In related news, we’ll be announcing the call for papers for our 2012 Pacific APA session shortly.


Gary’s Conscience Is For Sale

Conscience of an Anarchist

Gary Chartier’s excellent book Conscience of an Anarchist has been available for a couple of months, but I’m only getting around to plugging it now. Plug, plug.

Some endorsements:

“I’m absolutely giddy about The Conscience of an Anarchist; this book could electrify a generation!” – Brad Spangler (Center for a Stateless Society)

“Given the popular myth that anarchists are masked kids in Circle-A T-shirts smashing windows, this book couldn’t have come at a better time. Clear and easy to understand, it’s the best basic explication of anarchist ideas since Alexander Berkman’s The ABC of Anarchism.” – Kevin A. Carson (author, The Iron Fist Behind the Invisible Hand)

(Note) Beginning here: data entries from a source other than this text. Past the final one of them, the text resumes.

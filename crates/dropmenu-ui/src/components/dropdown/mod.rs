//! Dropdown menu variants and the behavior they share.

mod controller;
mod multi_level;
mod outside;
mod parts;
mod single;
mod split;

pub(crate) use multi_level::MultiLevelDropdown;
pub(crate) use single::SingleLevelDropdown;
pub(crate) use split::SplitButtonDropdown;
//! Dropdown menu model and the keyboard/focus controller shared by every variant.

pub mod dismiss;
pub mod ids;
pub mod keys;
pub mod model;
pub mod state;

pub use dismiss::{PointerOrigin, dismisses};
pub use ids::MenuIds;
pub use keys::MenuKey;
pub use model::{ItemEffect, MenuIcon, MenuItem, MenuItemError, SubmenuItem};
pub use state::{
    FocusTarget, MenuCommand, MenuEvent, MenuKind, MenuState, SubmenuState, Transition,
    next_index, prev_index, roving_tab_index,
};
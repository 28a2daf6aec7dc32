//! Hook that binds the menu state machine to a rendered dropdown.
//!
//! # Design
//! - State lives in a mutable ref so back-to-back events always reduce the latest value.
//! - Commands run after the state is stored; navigation and focus failures are logged, not raised.
//! - DOM focus follows the state's focus target after each render.

use super::outside::use_outside_dismiss;
use crate::core::menu::{
    FocusTarget, MenuCommand, MenuEvent, MenuIds, MenuItem, MenuKey, MenuKind, MenuState,
};
use crate::core::routes::{Route, resolve_route};
use gloo::console;
use gloo::utils::document;
use std::rc::Rc;
use wasm_bindgen::JsCast;
use web_sys::HtmlElement;
use yew::prelude::*;
use yew_router::prelude::*;

/// Snapshot of one dropdown instance for rendering, plus its event sink.
#[derive(Clone)]
pub(crate) struct DropdownHandle {
    pub(crate) state: MenuState,
    pub(crate) kind: MenuKind,
    pub(crate) ids: MenuIds,
    pub(crate) root_ref: NodeRef,
    pub(crate) trigger_ref: NodeRef,
    dispatch: Callback<MenuEvent>,
}

impl DropdownHandle {
    pub(crate) fn on_trigger_click(&self) -> Callback<MouseEvent> {
        self.pointer(MenuEvent::TriggerClick, false)
    }

    pub(crate) fn on_trigger_keydown(&self) -> Callback<KeyboardEvent> {
        self.keyboard(MenuEvent::TriggerKey, false)
    }

    pub(crate) fn on_primary_click(&self) -> Callback<MouseEvent> {
        self.pointer(MenuEvent::PrimaryClick, false)
    }

    pub(crate) fn on_item_keydown(&self, index: usize) -> Callback<KeyboardEvent> {
        self.keyboard(move |key| MenuEvent::ItemKey { index, key }, false)
    }

    pub(crate) fn on_item_click(&self, index: usize) -> Callback<MouseEvent> {
        self.pointer(MenuEvent::ItemClick { index }, true)
    }

    pub(crate) fn on_item_enter(&self, index: usize) -> Callback<MouseEvent> {
        self.pointer(MenuEvent::ItemPointerEnter { index }, false)
    }

    pub(crate) fn on_item_leave(&self, index: usize) -> Callback<MouseEvent> {
        self.pointer(MenuEvent::ItemPointerLeave { index }, false)
    }

    /// Nested keys stay inside the submenu so the parent entry never sees them.
    pub(crate) fn on_submenu_keydown(
        &self,
        parent: usize,
        index: usize,
    ) -> Callback<KeyboardEvent> {
        self.keyboard(move |key| MenuEvent::SubmenuKey { parent, index, key }, true)
    }

    pub(crate) fn on_submenu_click(&self, parent: usize, index: usize) -> Callback<MouseEvent> {
        self.pointer(MenuEvent::SubmenuItemClick { parent, index }, true)
    }

    fn keyboard(
        &self,
        to_event: impl Fn(MenuKey) -> MenuEvent + 'static,
        contain: bool,
    ) -> Callback<KeyboardEvent> {
        let dispatch = self.dispatch.clone();
        Callback::from(move |event: KeyboardEvent| {
            let Some(key) = MenuKey::from_key(&event.key()) else {
                return;
            };
            if key.prevents_default() {
                event.prevent_default();
            }
            if contain {
                event.stop_propagation();
            }
            dispatch.emit(to_event(key));
        })
    }

    fn pointer(&self, menu_event: MenuEvent, contain: bool) -> Callback<MouseEvent> {
        let dispatch = self.dispatch.clone();
        Callback::from(move |event: MouseEvent| {
            if contain {
                event.prevent_default();
                event.stop_propagation();
            }
            dispatch.emit(menu_event);
        })
    }
}

/// Wire a dropdown instance: state, ids, outside dismissal, focus sync and command execution.
#[hook]
pub(crate) fn use_dropdown(
    items: Vec<MenuItem>,
    kind: MenuKind,
    id: Option<AttrValue>,
    primary: Option<Callback<()>>,
) -> DropdownHandle {
    let ids = (*use_state(move || {
        id.map_or_else(|| MenuIds::allocate("dropdown"), MenuIds::from_base)
    }))
    .clone();
    let state = use_mut_ref(MenuState::default);
    let redraw = use_force_update();
    let navigator = use_navigator();
    let root_ref = use_node_ref();
    let trigger_ref = use_node_ref();
    let items = Rc::new(items);

    {
        use_effect_with_deps(
            |items: &Rc<Vec<MenuItem>>| {
                for item in items.iter() {
                    if let Err(err) = item.validate() {
                        console::warn!("menu item rejected", err.to_string());
                    }
                }
                || ()
            },
            Rc::clone(&items),
        );
    }

    let dispatch = {
        let state = state.clone();
        let items = Rc::clone(&items);
        let trigger_ref = trigger_ref.clone();
        Callback::from(move |event: MenuEvent| {
            let current = *state.borrow();
            let transition = current.apply(event, &items, kind);
            if transition.state != current {
                *state.borrow_mut() = transition.state;
                redraw.force_update();
            }
            for command in transition.commands {
                run_command(command, navigator.as_ref(), primary.as_ref(), &trigger_ref);
            }
        })
    };

    let current = *state.borrow();
    {
        let on_dismiss = {
            let dispatch = dispatch.clone();
            Callback::from(move |()| dispatch.emit(MenuEvent::OutsidePointer))
        };
        use_outside_dismiss(root_ref.clone(), current.is_open(), on_dismiss);
    }
    {
        let ids = ids.clone();
        use_effect_with_deps(
            move |target: &FocusTarget| {
                focus_target(&ids, *target);
                || ()
            },
            current.focus_target(),
        );
    }

    DropdownHandle {
        state: current,
        kind,
        ids,
        root_ref,
        trigger_ref,
        dispatch,
    }
}

fn run_command(
    command: MenuCommand,
    navigator: Option<&Navigator>,
    primary: Option<&Callback<()>>,
    trigger_ref: &NodeRef,
) {
    match command {
        MenuCommand::Navigate(url) => navigate(navigator, &url),
        MenuCommand::Run(action) => action.emit(()),
        MenuCommand::RunPrimary => {
            if let Some(primary) = primary {
                primary.emit(());
            }
        }
        MenuCommand::FocusTrigger => {
            if let Some(trigger) = trigger_ref.cast::<HtmlElement>() {
                focus_element(&trigger);
            }
        }
    }
}

fn navigate(navigator: Option<&Navigator>, url: &str) {
    let Some(navigator) = navigator else {
        console::error!("menu navigation requires a router", url.to_string());
        return;
    };
    match resolve_route(url) {
        Ok(route) => navigator.push(&route),
        Err(err) => {
            console::warn!("menu navigation fell through", err.to_string());
            navigator.push(&Route::NotFound);
        }
    }
}

fn focus_target(ids: &MenuIds, target: FocusTarget) {
    let id = match target {
        FocusTarget::None => return,
        FocusTarget::Item(index) => ids.item(index),
        FocusTarget::SubmenuItem { parent, index } => ids.submenu_item(parent, index),
    };
    match document()
        .get_element_by_id(&id)
        .and_then(|element| element.dyn_into::<HtmlElement>().ok())
    {
        Some(element) => focus_element(&element),
        None => console::warn!("menu focus target missing", id),
    }
}

fn focus_element(element: &HtmlElement) {
    if let Err(err) = element.focus() {
        console::error!("menu focus failed", err);
    }
}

“The best of the political ‘conscience’ books.” – Stephan Kinsella (Center for the Study of Innovative Freedom)

“Anarchism, it has been said, is the radical notion that other people are not your property. Gary Chartier eloquently demonstrates that, far from being a recipe for disorder – as the centers of power self-servingly wish us to believe – anarchism is rather the surest foundation for social cooperation, freedom, prosperity, and peace.” – Sheldon Richman (author, Tethered Citizens)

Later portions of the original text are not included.